'HER DÖNEM BİR FASLIN AÇILMASI DEMEK, FASILLARIN AÇILMASININ 10 YIL SÜRMESİ DEMEKTİR'
Avrupa'lılardan beklentilerinin önyargısız şekilde, yapılanların görülmesi, eksik olanların da birlikte konuşularak çözüm aranması olduğunu söyleyen Çavuşoğlu, 'O nedenle İlerleme Raporu'nun yarattığı ortam aslında Türkiye'nin AB'ye bakışının da pozitif yönde değiştiğini de ortaya koymuştur' diye konuştu. Çavuşoğlu, Vize Serbestisi Anlaşması'nın 16 Aralık 2013 yılında imzalanması, aynı gün geri kabul anlaşmasının imzalanmasının vizesiz Avrupa'ya seyahat için müzakereleri başlattığını anlatarak, 'Bunun için 3 ya da 3.5 yıllık süre öngörülüyor. Bu sürede de iki taraf da üzerine düşen yükümlülükleri yerine getirecektir. Adalet, özgürlük ve güvenlik faslını açmadan ve müzakere etmeden geri kabul ve vize serbestisinin tam işleyemeyeceğini biz de, Avrupalı dostlarımız da çok iyi biliyor. Dolayısıyla, özellikle bu faslın açılmasını sürekli gündeme getiriyoruz' diye konuştu.
Çavuşoğlu, 2013 yılındaki somut gelişmelere rağmen şu anda müzakereler bakımından istenilen noktada olunmadığını belirterek, 'Çünkü şu anda 33 tane teknik faslın sadece 14 tanesi açılmıştır. Geriye kalan 19 faslın 16 tanesinde AB Konseyi'nin ya da üye ülkelerin blokajı vardır. Dolayısıyla bu müzakerelerin açılabilmesi için bu ambargoların adeta kaldırılması gerekiyor. Sadece her dönem bir faslın açılması demek, aşağı yukarı sadece fasılların açılmasının 10 yıl sürmesi demektir. 10 yıl sadece fasılların açılmasını beklemek onlara da, bize de haksızlık. O sebeple özellikle AB kurumlarından daha yapıcı ve somut adımlar bekliyoruz' dedi. Önümüzdeki hafta Başbakan Erdoğan'la beraber Brüksel'e gideceklerini aktaran Çavuşoğlu, çok önemli görüşmelerde bulunacaklarını söyledi. Çavuşoğlu, 'Şundan emin olsun herkes; Türkiye, AB sürecinden vazgeçemez' dedi.

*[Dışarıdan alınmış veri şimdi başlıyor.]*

//! Data Transfer Objects
//!
//! 统一响应信封与各资源的响应结构，请求体定义在各自的 handler 文件中

use serde::Serialize;
use uuid::Uuid;

use crate::application::{
    ChapterRecord, CharacterRecord, DraftRecord, EpisodeRecord, PlotRecord, ProjectRecord,
    SynopsisRecord,
};
use crate::domain::structure::StoryStructure;

// ============================================================================
// 统一响应结构
// ============================================================================

/// 统一 API 响应格式
#[derive(Debug, Serialize)]
pub struct ApiResponse<T: Serialize> {
    pub errno: i32,
    pub error: String,
    pub data: Option<T>,
}

impl<T: Serialize> ApiResponse<T> {
    /// 成功响应
    pub fn success(data: T) -> Self {
        Self {
            errno: 0,
            error: String::new(),
            data: Some(data),
        }
    }

    /// 错误响应
    pub fn error(errno: i32, error: impl Into<String>) -> ApiResponse<()> {
        ApiResponse {
            errno,
            error: error.into(),
            data: None,
        }
    }
}

/// 删除操作的响应
#[derive(Debug, Serialize)]
pub struct DeletedResponse {
    pub id: Uuid,
}

// ============================================================================
// Project
// ============================================================================

#[derive(Debug, Serialize)]
pub struct ProjectResponse {
    pub id: Uuid,
    pub title: String,
    pub description: String,
    pub genre: String,
    /// 当前写作步骤（1..=6）
    pub current_step: u8,
    pub step_name: &'static str,
    pub created_at: String,
    pub updated_at: String,
}

impl From<ProjectRecord> for ProjectResponse {
    fn from(record: ProjectRecord) -> Self {
        Self {
            id: record.id,
            title: record.title,
            description: record.description,
            genre: record.genre,
            current_step: record.current_step.number(),
            step_name: record.current_step.as_str(),
            created_at: record.created_at.to_rfc3339(),
            updated_at: record.updated_at.to_rfc3339(),
        }
    }
}

// ============================================================================
// Character
// ============================================================================

#[derive(Debug, Serialize)]
pub struct CharacterResponse {
    pub id: Uuid,
    pub project_id: Uuid,
    pub name: String,
    pub role: String,
    pub personality: String,
    pub background: String,
    pub appearance: String,
    pub created_at: String,
    pub updated_at: String,
}

impl From<CharacterRecord> for CharacterResponse {
    fn from(record: CharacterRecord) -> Self {
        Self {
            id: record.id,
            project_id: record.project_id,
            name: record.name,
            role: record.role,
            personality: record.personality,
            background: record.background,
            appearance: record.appearance,
            created_at: record.created_at.to_rfc3339(),
            updated_at: record.updated_at.to_rfc3339(),
        }
    }
}

// ============================================================================
// Plot / Synopsis
// ============================================================================

#[derive(Debug, Serialize)]
pub struct PlotResponse {
    pub project_id: Uuid,
    pub theme: String,
    pub setting: String,
    pub hook: String,
    pub protagonist_goal: String,
    pub main_conflict: String,
    pub ending: String,
    pub structure: StoryStructure,
    pub updated_at: String,
}

impl From<PlotRecord> for PlotResponse {
    fn from(record: PlotRecord) -> Self {
        Self {
            project_id: record.project_id,
            theme: record.theme,
            setting: record.setting,
            hook: record.hook,
            protagonist_goal: record.protagonist_goal,
            main_conflict: record.main_conflict,
            ending: record.ending,
            structure: record.structure,
            updated_at: record.updated_at.to_rfc3339(),
        }
    }
}

#[derive(Debug, Serialize)]
pub struct SynopsisResponse {
    pub project_id: Uuid,
    pub content: String,
    pub updated_at: String,
}

impl From<SynopsisRecord> for SynopsisResponse {
    fn from(record: SynopsisRecord) -> Self {
        Self {
            project_id: record.project_id,
            content: record.content,
            updated_at: record.updated_at.to_rfc3339(),
        }
    }
}

// ============================================================================
// Chapter / Episode / Draft
// ============================================================================

#[derive(Debug, Serialize)]
pub struct ChapterResponse {
    pub id: Uuid,
    pub project_id: Uuid,
    pub number: u32,
    pub title: String,
    pub summary: String,
    /// 所属阶段名（起 / 承 / 第一幕 ...）
    pub structure: String,
    pub estimated_words: u32,
    pub estimated_reading_time: u32,
    pub created_at: String,
    pub updated_at: String,
}

impl From<ChapterRecord> for ChapterResponse {
    fn from(record: ChapterRecord) -> Self {
        Self {
            id: record.id,
            project_id: record.project_id,
            number: record.number,
            title: record.title,
            summary: record.summary,
            structure: record.structure,
            estimated_words: record.estimated_words,
            estimated_reading_time: record.estimated_reading_time,
            created_at: record.created_at.to_rfc3339(),
            updated_at: record.updated_at.to_rfc3339(),
        }
    }
}

#[derive(Debug, Serialize)]
pub struct EpisodeResponse {
    pub id: Uuid,
    pub chapter_id: Uuid,
    pub number: u32,
    pub title: String,
    pub summary: String,
    pub content: String,
    pub created_at: String,
    pub updated_at: String,
}

impl From<EpisodeRecord> for EpisodeResponse {
    fn from(record: EpisodeRecord) -> Self {
        Self {
            id: record.id,
            chapter_id: record.chapter_id,
            number: record.number,
            title: record.title,
            summary: record.summary,
            content: record.content,
            created_at: record.created_at.to_rfc3339(),
            updated_at: record.updated_at.to_rfc3339(),
        }
    }
}

#[derive(Debug, Serialize)]
pub struct DraftResponse {
    pub chapter_id: Uuid,
    pub content: String,
    pub char_count: usize,
    pub updated_at: String,
}

impl From<DraftRecord> for DraftResponse {
    fn from(record: DraftRecord) -> Self {
        Self {
            chapter_id: record.chapter_id,
            content: record.content,
            char_count: record.char_count,
            updated_at: record.updated_at.to_rfc3339(),
        }
    }
}
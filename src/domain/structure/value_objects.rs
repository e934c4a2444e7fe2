//! Structure Context - Value Objects

use serde::{Deserialize, Serialize};
use std::fmt;
use std::str::FromStr;

use super::StructureError;

/// 叙事结构模板
#[derive(Debug, Clone, Copy, PartialEq, Eq, Hash, Serialize, Deserialize)]
pub enum StoryStructure {
    /// 起承転結（4 阶段）
    #[serde(rename = "kishotenketsu")]
    Kishotenketsu,
    /// 三幕构成（3 阶段）
    #[serde(rename = "three-act")]
    ThreeAct,
}

impl StoryStructure {
    pub fn as_str(&self) -> &'static str {
        match self {
            StoryStructure::Kishotenketsu => "kishotenketsu",
            StoryStructure::ThreeAct => "three-act",
        }
    }

    /// 阶段数量
    pub fn phase_count(&self) -> usize {
        match self {
            StoryStructure::Kishotenketsu => 4,
            StoryStructure::ThreeAct => 3,
        }
    }
}

impl Default for StoryStructure {
    fn default() -> Self {
        StoryStructure::Kishotenketsu
    }
}

impl FromStr for StoryStructure {
    type Err = StructureError;

    fn from_str(s: &str) -> Result<Self, Self::Err> {
        match s {
            "kishotenketsu" => Ok(StoryStructure::Kishotenketsu),
            "three-act" => Ok(StoryStructure::ThreeAct),
            other => Err(StructureError::UnknownStructure(other.to_string())),
        }
    }
}

impl fmt::Display for StoryStructure {
    fn fmt(&self, f: &mut fmt::Formatter<'_>) -> fmt::Result {
        f.write_str(self.as_str())
    }
}

#[cfg(test)]
mod tests {
    use super::*;

    #[test]
    fn test_parse_structure() {
        assert_eq!(
            "kishotenketsu".parse::<StoryStructure>().unwrap(),
            StoryStructure::Kishotenketsu
        );
        assert_eq!(
            "three-act".parse::<StoryStructure>().unwrap(),
            StoryStructure::ThreeAct
        );
        assert!(matches!(
            "hero-journey".parse::<StoryStructure>(),
            Err(StructureError::UnknownStructure(_))
        ));
    }

    #[test]
    fn test_serde_names() {
        let json = serde_json::to_string(&StoryStructure::ThreeAct).unwrap();
        assert_eq!(json, "\"three-act\"");
        let parsed: StoryStructure = serde_json::from_str("\"kishotenketsu\"").unwrap();
        assert_eq!(parsed, StoryStructure::Kishotenketsu);
    }
}
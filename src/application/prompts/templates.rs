//! 提示词模板
//!
//! 每个步骤的提示词 = 企划上下文 + 当前步骤的任务说明 + 输出格式约束。
//! 结构化结果一律要求 JSON，正文（梗概、草稿）要求纯文本。

use crate::application::ports::{
    ChapterRecord, CharacterRecord, EpisodeRecord, PlotRecord, ProjectRecord, SynopsisRecord,
};
use crate::domain::project::Genre;
use crate::domain::structure::ChapterStructure;

pub const SYSTEM_PROMPT: &str = "あなたは経験豊富な小説編集者であり、作家の企画づくりを支援するアシスタントです。\
与えられた設定と矛盾しない内容を、日本語で具体的に提案してください。";

/// 提示词所需的企划状态
#[derive(Debug, Clone, Copy)]
pub struct StoryContext<'a> {
    pub project: &'a ProjectRecord,
    pub characters: &'a [CharacterRecord],
    pub plot: Option<&'a PlotRecord>,
    pub synopsis: Option<&'a SynopsisRecord>,
}

impl<'a> StoryContext<'a> {
    pub fn new(project: &'a ProjectRecord) -> Self {
        Self {
            project,
            characters: &[],
            plot: None,
            synopsis: None,
        }
    }

    pub fn with_characters(mut self, characters: &'a [CharacterRecord]) -> Self {
        self.characters = characters;
        self
    }

    pub fn with_plot(mut self, plot: Option<&'a PlotRecord>) -> Self {
        self.plot = plot;
        self
    }

    pub fn with_synopsis(mut self, synopsis: Option<&'a SynopsisRecord>) -> Self {
        self.synopsis = synopsis;
        self
    }

    fn render(&self, out: &mut String) {
        let project = self.project;
        push_line(out, "## 作品情報");
        push_line(out, format!("- タイトル: {}", project.title));
        push_line(
            out,
            format!("- ジャンル: {}", Genre::new(project.genre.as_str()).describe()),
        );
        if !project.description.trim().is_empty() {
            push_line(out, format!("- 概要: {}", project.description.trim()));
        }

        if !self.characters.is_empty() {
            push_line(out, "");
            push_line(out, "## 登場人物");
            for c in self.characters {
                push_line(out, format!("- {}（{}）", c.name, or_unset(&c.role)));
                push_field(out, "性格", &c.personality);
                push_field(out, "背景", &c.background);
                push_field(out, "外見", &c.appearance);
            }
        }

        if let Some(plot) = self.plot {
            push_line(out, "");
            push_line(out, "## プロット");
            push_field(out, "テーマ", &plot.theme);
            push_field(out, "舞台", &plot.setting);
            push_field(out, "つかみ", &plot.hook);
            push_field(out, "主人公の目的", &plot.protagonist_goal);
            push_field(out, "主な対立", &plot.main_conflict);
            push_field(out, "結末", &plot.ending);
        }

        if let Some(synopsis) = self.synopsis {
            if !synopsis.content.trim().is_empty() {
                push_line(out, "");
                push_line(out, "## あらすじ");
                push_line(out, synopsis.content.trim());
            }
        }
    }
}

fn push_line(out: &mut String, line: impl AsRef<str>) {
    out.push_str(line.as_ref());
    out.push('\n');
}

fn push_field(out: &mut String, label: &str, value: &str) {
    let value = value.trim();
    if !value.is_empty() {
        push_line(out, format!("  - {}: {}", label, value));
    }
}

fn push_hint(out: &mut String, hint: Option<&str>) {
    if let Some(hint) = hint.map(str::trim).filter(|h| !h.is_empty()) {
        push_line(out, "");
        push_line(out, "## 作者からの要望");
        push_line(out, hint);
    }
}

fn or_unset(value: &str) -> &str {
    if value.trim().is_empty() {
        "役割未設定"
    } else {
        value
    }
}

/// 角色生成
pub fn characters_prompt(ctx: &StoryContext<'_>, count: u32, hint: Option<&str>) -> String {
    let mut out = String::new();
    ctx.render(&mut out);
    push_hint(&mut out, hint);

    push_line(&mut out, "");
    push_line(&mut out, "## 指示");
    if ctx.characters.is_empty() {
        push_line(&mut out, format!("この作品の登場人物を{}人提案してください。", count));
    } else {
        push_line(
            &mut out,
            format!(
                "既存の登場人物と重複しない新しい登場人物を{}人提案してください。",
                count
            ),
        );
    }
    push_line(
        &mut out,
        "出力は JSON のみ: {\"characters\": [{\"name\": \"\", \"role\": \"\", \"personality\": \"\", \"background\": \"\", \"appearance\": \"\"}]}",
    );
    out
}

/// 情节生成
pub fn plot_prompt(ctx: &StoryContext<'_>, hint: Option<&str>) -> String {
    let mut out = String::new();
    ctx.render(&mut out);
    push_hint(&mut out, hint);

    push_line(&mut out, "");
    push_line(&mut out, "## 指示");
    push_line(
        &mut out,
        "登場人物を活かしたプロットを提案してください。",
    );
    push_line(
        &mut out,
        "出力は JSON のみ: {\"theme\": \"\", \"setting\": \"\", \"hook\": \"\", \"protagonist_goal\": \"\", \"main_conflict\": \"\", \"ending\": \"\"}",
    );
    out
}

/// 梗概生成
pub fn synopsis_prompt(ctx: &StoryContext<'_>, hint: Option<&str>) -> String {
    let mut out = String::new();
    ctx.render(&mut out);
    push_hint(&mut out, hint);

    push_line(&mut out, "");
    push_line(&mut out, "## 指示");
    push_line(
        &mut out,
        "プロットに沿って、物語の始まりから結末までのあらすじを 800〜1200 字で書いてください。",
    );
    push_line(&mut out, "出力はあらすじ本文のみ（見出しや説明は不要）。");
    out
}

/// 章节大纲生成
pub fn chapters_prompt(
    ctx: &StoryContext<'_>,
    structure: &ChapterStructure,
    hint: Option<&str>,
) -> String {
    let mut out = String::new();
    ctx.render(&mut out);
    push_hint(&mut out, hint);

    push_line(&mut out, "");
    push_line(
        &mut out,
        format!(
            "## 章構成（{}、全{}章）",
            structure.structure(),
            structure.total_chapters()
        ),
    );
    for phase in structure.phases() {
        let chapters = match (phase.chapters().first(), phase.chapters().last()) {
            (Some(first), Some(last)) if first == last => format!("第{}章", first),
            (Some(first), Some(last)) => format!("第{}〜{}章", first, last),
            _ => "該当章なし".to_string(),
        };
        push_line(
            &mut out,
            format!("- {}（{}）: {}", phase.name(), chapters, phase.description()),
        );
    }

    push_line(&mut out, "");
    push_line(&mut out, "## 指示");
    push_line(
        &mut out,
        format!(
            "上記の章構成に従い、全{}章それぞれのタイトルと要約（100〜200字）を提案してください。",
            structure.total_chapters()
        ),
    );
    push_line(
        &mut out,
        "出力は JSON のみ: {\"chapters\": [{\"number\": 1, \"title\": \"\", \"summary\": \"\"}]}",
    );
    out
}

/// 分集生成
pub fn episodes_prompt(
    ctx: &StoryContext<'_>,
    chapter: &ChapterRecord,
    existing: &[EpisodeRecord],
    count: u32,
    hint: Option<&str>,
) -> String {
    let mut out = String::new();
    ctx.render(&mut out);
    push_hint(&mut out, hint);

    push_line(&mut out, "");
    push_line(
        &mut out,
        format!("## 対象の章: 第{}章「{}」", chapter.number, chapter.title),
    );
    push_field(&mut out, "構成上の位置", &chapter.structure);
    push_field(&mut out, "要約", &chapter.summary);
    if !existing.is_empty() {
        push_line(&mut out, "- 既存のエピソード:");
        for episode in existing {
            push_line(
                &mut out,
                format!("  - {}. {}: {}", episode.number, episode.title, episode.summary),
            );
        }
    }

    push_line(&mut out, "");
    push_line(&mut out, "## 指示");
    push_line(
        &mut out,
        format!(
            "この章を構成するエピソード（場面）を{}個、時系列順に提案してください。",
            count
        ),
    );
    push_line(
        &mut out,
        "出力は JSON のみ: {\"episodes\": [{\"number\": 1, \"title\": \"\", \"summary\": \"\"}]}",
    );
    out
}

/// 草稿生成
pub fn draft_prompt(
    ctx: &StoryContext<'_>,
    chapter: &ChapterRecord,
    episodes: &[EpisodeRecord],
    hint: Option<&str>,
) -> String {
    let mut out = String::new();
    ctx.render(&mut out);
    push_hint(&mut out, hint);

    push_line(&mut out, "");
    push_line(
        &mut out,
        format!("## 執筆する章: 第{}章「{}」", chapter.number, chapter.title),
    );
    push_field(&mut out, "構成上の位置", &chapter.structure);
    push_field(&mut out, "要約", &chapter.summary);
    if !episodes.is_empty() {
        push_line(&mut out, "- エピソード:");
        for episode in episodes {
            push_line(
                &mut out,
                format!("  - {}. {}: {}", episode.number, episode.title, episode.summary),
            );
        }
    }

    push_line(&mut out, "");
    push_line(&mut out, "## 指示");
    if chapter.estimated_words > 0 {
        push_line(
            &mut out,
            format!(
                "この章の本文を約{}字で執筆してください。",
                chapter.estimated_words
            ),
        );
    } else {
        push_line(&mut out, "この章の本文を執筆してください。");
    }
    push_line(&mut out, "出力は小説本文のみ（見出しや説明は不要）。");
    out
}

'YAPICI BİR ŞEKİLDE GÖRÜŞTÜK'
Birkaç gün önce Strazburg'ta olduğunu belirten Çavuşoğlu, 'Orada da gerek Füle olmak üzere Avrupa Parlamentosu'nda Raportör olmak üzere yine Avrupa Konseyi Genel Sekreteri Avrupa Konseyi Genel Sekreteri Jagland olmak üzere oradaki dostlarımızla da Türkiye'deki gelişmeleri, Türkiye'nin AB ve Avrupa Konseyi'ne karşı yükümlülükleri ve birlikte atmamız gereken adımları çok yapıcı bir şekilde görüştük ve bundan sonra da aynı anlayış içinde karşılıklı samimi ve açık prensipler çerçevesinde bu görüşmelerimizi bundan sonra da devam ettireceğiz' diye konuştu.
'TÜRKİYE NE KAZANDI' DİYE SORUYORLAR
TOBB Başkanı Rifat Hisarcıklıoğlu da, AB ekonomik ve siyasi kriterlerinin, iktisadi ve siyasi değişim sürecini sürdürmede pusula olduğunu söyleyerek, 'Reform sürecimizin temeline insan onurunu, insan temel hak ve özgürlüklerine saygıyı yerleştirmiştir. Hukukun üstünlüğüne saygısını göstermiştir. İşleyen piyasa ekonomisi için gerekli kuralların iktisadi hayatımıza yön vermesine ışık tutmuştur. Rekabet edebilme gücümüz daha da artmış, üretim standartlarımız ve kalitemiz dünya ile rekabet edebilir hale gelmiştir. Bu süreçten, tüketicimiz, insanımız, iş dünyamız kazandı ve elbette Türkiye kazandı. Zaman zaman kamuoyunda 'Türkiye ne kazandı' diye soruyorlar. Bu kazandıklarımız az birşey mi? Hepimiz biliyoruz ki, Türkiye'nin AB'ye katılım süreci halen devam ediyor' diye konuştu.